Start of LISTED ENTRIES
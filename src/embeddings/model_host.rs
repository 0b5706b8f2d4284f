// Copyright (c) 2025 Fabstir
// SPDX-License-Identifier: BUSL-1.1

//! Model Host
//!
//! Owns everything the pipelines need from the pretrained model: the
//! resolved device, the encoder pair, the image transform and the
//! tokenizer. Built once at startup and shared read-only (`Arc<ModelHost>`)
//! by every request; nothing in it changes after construction.

use crate::embeddings::{
    CaptionTokenizer, ClipEncoder, Device, DeviceStrategy, EmbeddingError, EncoderSettings,
    ModelFiles, ModelSource, OnnxClipEncoder, TokenBatch, CLIP_CONTEXT_LENGTH,
};
use crate::vision::{ClipPreprocessor, CLIP_INPUT_SIZE, DEFAULT_MAX_IMAGE_BYTES};
use ndarray::Array4;
use std::sync::Arc;
use tracing::{error, info, warn};

/// Everything needed to build a [`ModelHost`]
#[derive(Debug, Clone)]
pub struct ModelHostConfig {
    /// Display name of the model (e.g., "ViT-B/32")
    pub model_name: String,
    /// Device selection strategy, resolved once in [`ModelHost::load`]
    pub device: DeviceStrategy,
    /// Where the ONNX graphs and tokenizer come from
    pub source: ModelSource,
    /// Embedding dimension both encoders must emit
    pub dimension: usize,
    /// Tokenizer context length
    pub context_length: usize,
    /// Vision input resolution
    pub image_size: u32,
    /// ONNX Runtime intra-op threads per session
    pub intra_threads: usize,
    /// Largest accepted image upload in bytes
    pub max_image_bytes: usize,
}

impl Default for ModelHostConfig {
    fn default() -> Self {
        Self {
            model_name: "ViT-B/32".to_string(),
            device: DeviceStrategy::Auto,
            source: ModelSource::default(),
            dimension: 512,
            context_length: CLIP_CONTEXT_LENGTH,
            image_size: CLIP_INPUT_SIZE,
            intra_threads: 4,
            max_image_bytes: DEFAULT_MAX_IMAGE_BYTES,
        }
    }
}

impl ModelHostConfig {
    pub fn validate(&self) -> Result<(), EmbeddingError> {
        let invalid = |what: &str| {
            Err(EmbeddingError::ModelLoad(format!(
                "{} must be greater than 0",
                what
            )))
        };
        if self.dimension == 0 {
            return invalid("Embedding dimension");
        }
        if self.context_length == 0 {
            return invalid("Context length");
        }
        if self.image_size == 0 {
            return invalid("Image size");
        }
        if self.intra_threads == 0 {
            return invalid("Intra threads");
        }
        if self.max_image_bytes == 0 {
            return invalid("Max image bytes");
        }
        Ok(())
    }
}

/// Read-only context passed into every pipeline invocation
#[derive(Clone)]
pub struct ModelHost {
    model_name: String,
    device: Device,
    encoder: Arc<dyn ClipEncoder>,
    preprocessor: ClipPreprocessor,
    tokenizer: CaptionTokenizer,
    max_image_bytes: usize,
}

impl std::fmt::Debug for ModelHost {
    fn fmt(&self, f: &mut std::fmt::Formatter<'_>) -> std::fmt::Result {
        f.debug_struct("ModelHost")
            .field("model_name", &self.model_name)
            .field("device", &self.device)
            .field("dimension", &self.dimension())
            .field("preprocessor", &self.preprocessor)
            .field("tokenizer", &self.tokenizer)
            .field("max_image_bytes", &self.max_image_bytes)
            .finish_non_exhaustive()
    }
}

impl ModelHost {
    /// Resolves the device, fetches model files and loads both encoders
    ///
    /// Any failure is `EmbeddingError::ModelLoad`; callers treat it as
    /// fatal and abort startup.
    ///
    /// With `DeviceStrategy::Auto`, a CUDA session that fails to build is
    /// retried once on the CPU.
    ///
    /// # Example
    /// ```ignore
    /// let host = Arc::new(ModelHost::load(ModelHostConfig::default()).await?);
    /// let result = embed_text(&host, "a dog on the beach")?;
    /// assert_eq!(result.size, 512);
    /// ```
    pub async fn load(config: ModelHostConfig) -> Result<Self, EmbeddingError> {
        config.validate()?;

        let device = config.device.resolve()?;
        info!(
            "Loading CLIP model {} (device strategy {:?} -> {})",
            config.model_name, config.device, device
        );

        let files = ModelFiles::resolve(&config.source)
            .await
            .map_err(load_error)?;

        let tokenizer = CaptionTokenizer::from_file(&files.tokenizer, config.context_length)
            .map_err(load_error)?;

        let settings = EncoderSettings {
            device,
            intra_threads: config.intra_threads,
            dimension: config.dimension,
            image_size: config.image_size as usize,
            context_length: config.context_length,
        };

        let (encoder, device) = match load_encoder(files.clone(), settings.clone()).await {
            Ok(encoder) => (encoder, device),
            Err(e) if config.device == DeviceStrategy::Auto && device.is_accelerator() => {
                warn!("⚠️  CUDA encoder initialization failed: {}", e);
                warn!("   Falling back to CPU execution provider");
                let cpu_settings = EncoderSettings {
                    device: Device::Cpu,
                    ..settings
                };
                (load_encoder(files, cpu_settings).await?, Device::Cpu)
            }
            Err(e) => {
                error!("✗ Failed to load CLIP encoders: {}", e);
                return Err(e);
            }
        };

        info!(
            "✓ CLIP model {} ready on {} ({} dimensions)",
            config.model_name, device, config.dimension
        );

        Ok(Self {
            model_name: config.model_name,
            device,
            encoder: Arc::new(encoder),
            preprocessor: ClipPreprocessor::new(config.image_size),
            tokenizer,
            max_image_bytes: config.max_image_bytes,
        })
    }

    /// Assembles a host from already-built parts
    pub fn from_parts(
        model_name: impl Into<String>,
        device: Device,
        encoder: Arc<dyn ClipEncoder>,
        preprocessor: ClipPreprocessor,
        tokenizer: CaptionTokenizer,
    ) -> Self {
        Self {
            model_name: model_name.into(),
            device,
            encoder,
            preprocessor,
            tokenizer,
            max_image_bytes: DEFAULT_MAX_IMAGE_BYTES,
        }
    }

    /// Sets the upload limit (builder pattern)
    pub fn with_max_image_bytes(mut self, max_image_bytes: usize) -> Self {
        self.max_image_bytes = max_image_bytes;
        self
    }

    pub fn model_name(&self) -> &str {
        &self.model_name
    }

    /// Device resolved at startup
    pub fn device(&self) -> Device {
        self.device
    }

    pub fn dimension(&self) -> usize {
        self.encoder.dimension()
    }

    pub fn preprocessor(&self) -> &ClipPreprocessor {
        &self.preprocessor
    }

    pub fn tokenizer(&self) -> &CaptionTokenizer {
        &self.tokenizer
    }

    pub fn max_image_bytes(&self) -> usize {
        self.max_image_bytes
    }

    /// Raw (un-normalized) image embedding
    pub fn encode_image(&self, pixels: Array4<f32>) -> Result<Vec<f32>, EmbeddingError> {
        self.encoder.encode_image(pixels)
    }

    /// Raw (un-normalized) text embedding
    pub fn encode_text(&self, tokens: &TokenBatch) -> Result<Vec<f32>, EmbeddingError> {
        self.encoder.encode_text(tokens)
    }
}

async fn load_encoder(
    files: ModelFiles,
    settings: EncoderSettings,
) -> Result<OnnxClipEncoder, EmbeddingError> {
    tokio::task::spawn_blocking(move || {
        OnnxClipEncoder::load(&files.image_model, &files.text_model, &settings)
    })
    .await
    .map_err(|e| EmbeddingError::ModelLoad(format!("Encoder loading task failed: {}", e)))?
    .map_err(load_error)
}

fn load_error(e: anyhow::Error) -> EmbeddingError {
    EmbeddingError::ModelLoad(format!("{:#}", e))
}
End of LISTED ENTRIES
§ **EXERCISE INSTRUCTIONS**
Please make an exact copy of the lines above from the line with "pretrained model: the" through the line with "if self.image_size == 0", both ends included.

§ **SOLUTION FOR THIS TASK**
//! Owns everything the pipelines need from the pretrained model: the
//! resolved device, the encoder pair, the image transform and the
//! tokenizer. Built once at startup and shared read-only (`Arc<ModelHost>`)
//! by every request; nothing in it changes after construction.

use crate::embeddings::{
    CaptionTokenizer, ClipEncoder, Device, DeviceStrategy, EmbeddingError, EncoderSettings,
    ModelFiles, ModelSource, OnnxClipEncoder, TokenBatch, CLIP_CONTEXT_LENGTH,
};
use crate::vision::{ClipPreprocessor, CLIP_INPUT_SIZE, DEFAULT_MAX_IMAGE_BYTES};
use ndarray::Array4;
use std::sync::Arc;
use tracing::{error, info, warn};

/// Everything needed to build a [`ModelHost`]
#[derive(Debug, Clone)]
pub struct ModelHostConfig {
    /// Display name of the model (e.g., "ViT-B/32")
    pub model_name: String,
    /// Device selection strategy, resolved once in [`ModelHost::load`]
    pub device: DeviceStrategy,
    /// Where the ONNX graphs and tokenizer come from
    pub source: ModelSource,
    /// Embedding dimension both encoders must emit
    pub dimension: usize,
    /// Tokenizer context length
    pub context_length: usize,
    /// Vision input resolution
    pub image_size: u32,
    /// ONNX Runtime intra-op threads per session
    pub intra_threads: usize,
    /// Largest accepted image upload in bytes
    pub max_image_bytes: usize,
}

impl Default for ModelHostConfig {
    fn default() -> Self {
        Self {
            model_name: "ViT-B/32".to_string(),
            device: DeviceStrategy::Auto,
            source: ModelSource::default(),
            dimension: 512,
            context_length: CLIP_CONTEXT_LENGTH,
            image_size: CLIP_INPUT_SIZE,
            intra_threads: 4,
            max_image_bytes: DEFAULT_MAX_IMAGE_BYTES,
        }
    }
}

impl ModelHostConfig {
    pub fn validate(&self) -> Result<(), EmbeddingError> {
        let invalid = |what: &str| {
            Err(EmbeddingError::ModelLoad(format!(
                "{} must be greater than 0",
                what
            )))
        };
        if self.dimension == 0 {
            return invalid("Embedding dimension");
        }
        if self.context_length == 0 {
            return invalid("Context length");
        }
        if self.image_size == 0 {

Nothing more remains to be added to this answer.